From the young women who have been enslaved as prostitutes or abused as unpaid domestic workers to the men who have been trapped in everlasting servitude, victims of trafficking have frequently been made vulnerable by structural discrimination and inequalities, Pillay said at a special event held in Geneva to observe the Day.

According to the International Labour Organization (ILO), about 21 million men, women and children today are coerced into various forms of forced labour, generating as much as US$ 150 billion in illegal profits per year.

“The scale and diverse nature of the problem calls for comprehensive solutions” ,Kari Tapiola, the ILO Special Advisor to the Director General, said in his address.
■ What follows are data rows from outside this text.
// SPDX-FileCopyrightText: 2026 Life Debugger Contributors
// SPDX-License-Identifier: MIT OR Apache-2.0

//! HTTP client for the Gemini `generateContent` API.
//!
//! Provides [`GeminiClient`] which handles URL construction, the
//! `x-goog-api-key` credential header, and error envelope decoding. Each call
//! is a single attempt; failures surface to the caller unchanged.

use std::time::Duration;

use lifedebug_core::LifeDebugError;
use reqwest::header::{HeaderMap, HeaderValue};
use tracing::debug;

use crate::types::{ApiErrorResponse, GenerateContentRequest, GenerateContentResponse};

/// Header carrying the API key.
const API_KEY_HEADER: &str = "x-goog-api-key";

/// HTTP client for Gemini API communication.
#[derive(Debug, Clone)]
pub struct GeminiClient {
    client: reqwest::Client,
    api_key: Option<String>,
    base_url: String,
}

impl GeminiClient {
    /// Creates a new Gemini API client.
    ///
    /// # Arguments
    /// * `api_key` - API key, or `None` to fail each call with a provider error
    /// * `base_url` - API root such as `https://generativelanguage.googleapis.com/v1beta`
    /// * `timeout` - Optional whole-request timeout
    pub fn new(
        api_key: Option<String>,
        base_url: &str,
        timeout: Option<Duration>,
    ) -> Result<Self, LifeDebugError> {
        lifedebug_security::validate_url(base_url)?;
        let client = lifedebug_security::build_secure_client(timeout)?;

        Ok(Self {
            client,
            api_key: api_key.filter(|k| !k.is_empty()),
            base_url: base_url.trim_end_matches('/').to_string(),
        })
    }

    /// Returns true if a credential was resolved at construction.
    pub fn has_api_key(&self) -> bool {
        self.api_key.is_some()
    }

    /// Returns the API root this client talks to.
    pub fn base_url(&self) -> &str {
        &self.base_url
    }

    fn auth_headers(&self) -> Result<HeaderMap, LifeDebugError> {
        let key = self.api_key.as_deref().ok_or_else(|| {
            LifeDebugError::provider(
                "Gemini API key not found. Set gemini.api_key in config or the GEMINI_API_KEY environment variable.",
            )
        })?;

        let mut headers = HeaderMap::new();
        headers.insert(
            API_KEY_HEADER,
            HeaderValue::from_str(key).map_err(|e| {
                LifeDebugError::Config(format!("invalid API key header value: {e}"))
            })?,
        );
        Ok(headers)
    }

    /// Sends one `generateContent` request and returns the decoded response.
    pub async fn generate_content(
        &self,
        model: &str,
        request: &GenerateContentRequest,
    ) -> Result<GenerateContentResponse, LifeDebugError> {
        let headers = self.auth_headers()?;
        let url = format!("{}/models/{model}:generateContent", self.base_url);

        let response = self
            .client
            .post(&url)
            .headers(headers)
            .json(request)
            .send()
            .await
            .map_err(|e| LifeDebugError::Provider {
                message: format!("HTTP request failed: {e}"),
                source: Some(Box::new(e)),
            })?;

        let status = response.status();
        debug!(status = %status, model, "generateContent response received");

        let body = response.text().await.map_err(|e| LifeDebugError::Provider {
            message: format!("failed to read response body: {e}"),
            source: Some(Box::new(e)),
        })?;

        if !status.is_success() {
            return Err(LifeDebugError::provider(error_message(status, &body)));
        }

        serde_json::from_str(&body).map_err(|e| LifeDebugError::Provider {
            message: format!("failed to parse API response: {e}"),
            source: Some(Box::new(e)),
        })
    }

    /// Fetches model metadata. Used as a token-free reachability check.
    pub async fn get_model(&self, model: &str) -> Result<(), LifeDebugError> {
        let headers = self.auth_headers()?;
        let url = format!("{}/models/{model}", self.base_url);

        let response = self
            .client
            .get(&url)
            .headers(headers)
            .send()
            .await
            .map_err(|e| LifeDebugError::Provider {
                message: format!("HTTP request failed: {e}"),
                source: Some(Box::new(e)),
            })?;

        let status = response.status();
        if status.is_success() {
            return Ok(());
        }
        let body = response.text().await.unwrap_or_default();
        Err(LifeDebugError::provider(error_message(status, &body)))
    }
}

/// Formats a non-2xx response, preferring the decoded error envelope.
fn error_message(status: reqwest::StatusCode, body: &str) -> String {
    match serde_json::from_str::<ApiErrorResponse>(body) {
        Ok(api_err) => format!(
            "Gemini API error {} ({}): {}",
            status.as_u16(),
            api_err.error.status,
            api_err.error.message
        ),
        Err(_) => format!("API returned {status}: {body}"),
    }
}

#[cfg(test)]
mod tests {
    use super::*;
    use crate::types::{Content, Part};
    use wiremock::matchers::{body_partial_json, header, method, path};
    use wiremock::{Mock, MockServer, ResponseTemplate};

    const MODEL: &str = "gemini-3-pro-preview";
    const GENERATE_PATH: &str = "/models/gemini-3-pro-preview:generateContent";

    fn test_client(base_url: &str) -> GeminiClient {
        GeminiClient::new(Some("test-api-key".into()), base_url, None).unwrap()
    }

    fn test_request() -> GenerateContentRequest {
        GenerateContentRequest {
            contents: vec![Content {
                role: Some("user".into()),
                parts: vec![Part::text("Hello")],
            }],
            system_instruction: None,
            generation_config: None,
        }
    }

    fn text_body(text: &str) -> serde_json::Value {
        serde_json::json!({
            "candidates": [{
                "content": {"role": "model", "parts": [{"text": text}]},
                "finishReason": "STOP"
            }],
            "usageMetadata": {"promptTokenCount": 10, "candidatesTokenCount": 5}
        })
    }

    #[tokio::test]
    async fn generate_content_success() {
        let server = MockServer::start().await;

        Mock::given(method("POST"))
            .and(path(GENERATE_PATH))
            .respond_with(ResponseTemplate::new(200).set_body_json(text_body("Hi there!")))
            .mount(&server)
            .await;

        let client = test_client(&server.uri());
        let result = client.generate_content(MODEL, &test_request()).await.unwrap();

        assert_eq!(result.text().as_deref(), Some("Hi there!"));
        assert_eq!(result.usage_metadata.unwrap().prompt_token_count, 10);
    }

    #[tokio::test]
    async fn client_sends_key_header_and_json_body() {
        let server = MockServer::start().await;

        Mock::given(method("POST"))
            .and(path(GENERATE_PATH))
            .and(header("x-goog-api-key", "test-api-key"))
            .and(header("content-type", "application/json"))
            .and(body_partial_json(serde_json::json!({
                "contents": [{"role": "user", "parts": [{"text": "Hello"}]}]
            })))
            .respond_with(ResponseTemplate::new(200).set_body_json(text_body("ok")))
            .expect(1)
            .mount(&server)
            .await;

        let client = test_client(&server.uri());
        let result = client.generate_content(MODEL, &test_request()).await;
        assert!(result.is_ok(), "request should match: {result:?}");
    }

    #[tokio::test]
    async fn trailing_slash_in_base_url_is_ignored() {
        let server = MockServer::start().await;

        Mock::given(method("POST"))
            .and(path(GENERATE_PATH))
            .respond_with(ResponseTemplate::new(200).set_body_json(text_body("ok")))
            .mount(&server)
            .await;

        let client = test_client(&format!("{}/", server.uri()));
        assert!(client.generate_content(MODEL, &test_request()).await.is_ok());
    }

    #[tokio::test]
    async fn error_envelope_becomes_provider_error() {
        let server = MockServer::start().await;

        let error_body = serde_json::json!({
            "error": {"code": 400, "message": "API key not valid.", "status": "INVALID_ARGUMENT"}
        });

        Mock::given(method("POST"))
            .and(path(GENERATE_PATH))
            .respond_with(ResponseTemplate::new(400).set_body_json(&error_body))
            .mount(&server)
            .await;

        let client = test_client(&server.uri());
        let err = client
            .generate_content(MODEL, &test_request())
            .await
            .unwrap_err();
        assert!(matches!(err, LifeDebugError::Provider { .. }));
        let msg = err.to_string();
        assert!(msg.contains("INVALID_ARGUMENT"), "got: {msg}");
        assert!(msg.contains("API key not valid."), "got: {msg}");
    }

    #[tokio::test]
    async fn transient_status_is_not_retried() {
        let server = MockServer::start().await;

        Mock::given(method("POST"))
            .and(path(GENERATE_PATH))
            .respond_with(ResponseTemplate::new(503).set_body_string("overloaded"))
            .expect(1)
            .mount(&server)
            .await;

        let client = test_client(&server.uri());
        let err = client
            .generate_content(MODEL, &test_request())
            .await
            .unwrap_err()
            .to_string();
        assert!(err.contains("503"), "got: {err}");
        assert!(err.contains("overloaded"), "got: {err}");
    }

    #[tokio::test]
    async fn malformed_success_body_is_provider_error() {
        let server = MockServer::start().await;

        Mock::given(method("POST"))
            .and(path(GENERATE_PATH))
            .respond_with(ResponseTemplate::new(200).set_body_string("<html>nope</html>"))
            .mount(&server)
            .await;

        let client = test_client(&server.uri());
        let err = client
            .generate_content(MODEL, &test_request())
            .await
            .unwrap_err()
            .to_string();
        assert!(err.contains("failed to parse API response"), "got: {err}");
    }

    #[tokio::test]
    async fn missing_key_fails_without_network() {
        let server = MockServer::start().await;

        Mock::given(method("POST"))
            .respond_with(ResponseTemplate::new(200).set_body_json(text_body("ok")))
            .expect(0)
            .mount(&server)
            .await;

        let client = GeminiClient::new(None, &server.uri(), None).unwrap();
        assert!(!client.has_api_key());
        let err = client
            .generate_content(MODEL, &test_request())
            .await
            .unwrap_err()
            .to_string();
        assert!(err.contains("API key not found"), "got: {err}");
    }

    #[test]
    fn empty_key_counts_as_missing() {
        let client = GeminiClient::new(Some(String::new()), "http://127.0.0.1:9", None).unwrap();
        assert!(!client.has_api_key());
    }

    #[test]
    fn plaintext_remote_base_url_is_rejected() {
        let result = GeminiClient::new(Some("k".into()), "http://example.com/v1beta", None);
        assert!(matches!(result, Err(LifeDebugError::Config(_))));
    }

    #[tokio::test]
    async fn get_model_reports_reachability() {
        let server = MockServer::start().await;

        Mock::given(method("GET"))
            .and(path("/models/gemini-3-pro-preview"))
            .and(header("x-goog-api-key", "test-api-key"))
            .respond_with(
                ResponseTemplate::new(200).set_body_json(serde_json::json!({"name": "models/gemini-3-pro-preview"})),
            )
            .mount(&server)
            .await;

        let client = test_client(&server.uri());
        assert!(client.get_model(MODEL).await.is_ok());
        assert!(client.get_model("no-such-model").await.is_err());
    }
}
Those who benefit from exploitation must be punished, Tapiola said, and equally there must be strong preventative measures and improved support and compensation for victims.

During the event, Mike Dottridge, the Chairman of the Board of Trustees for the UN Voluntary Fund for Contemporary Forms of Slavery, said that the international community has invested more than 1.2 billion US dollars to combat human trafficking.

“However, over the past decade there have been countless horrendous cases of trafficked adults and children going unassisted or receiving far too little help to enable them to exit the vicious cycle of exploitation,” he said.

Since its establishment in 1991, the UN Voluntary Trust Fund on Contemporary Forms of Slavery, managed by the UN Human Rights Office, has awarded several million US dollars in project grants. More than 400 organizations world-wide have used the funds to provide humanitarian, legal, psychological and social assistance to victims of modern slavery. Well over half the grants go to survivors of trafficking.

July 30, the World Day against Trafficking in Persons is the day on which the UN Global Plan of Action against Trafficking in Persons was adopted in 2010, the first-ever universal document directed at combatting human trafficking.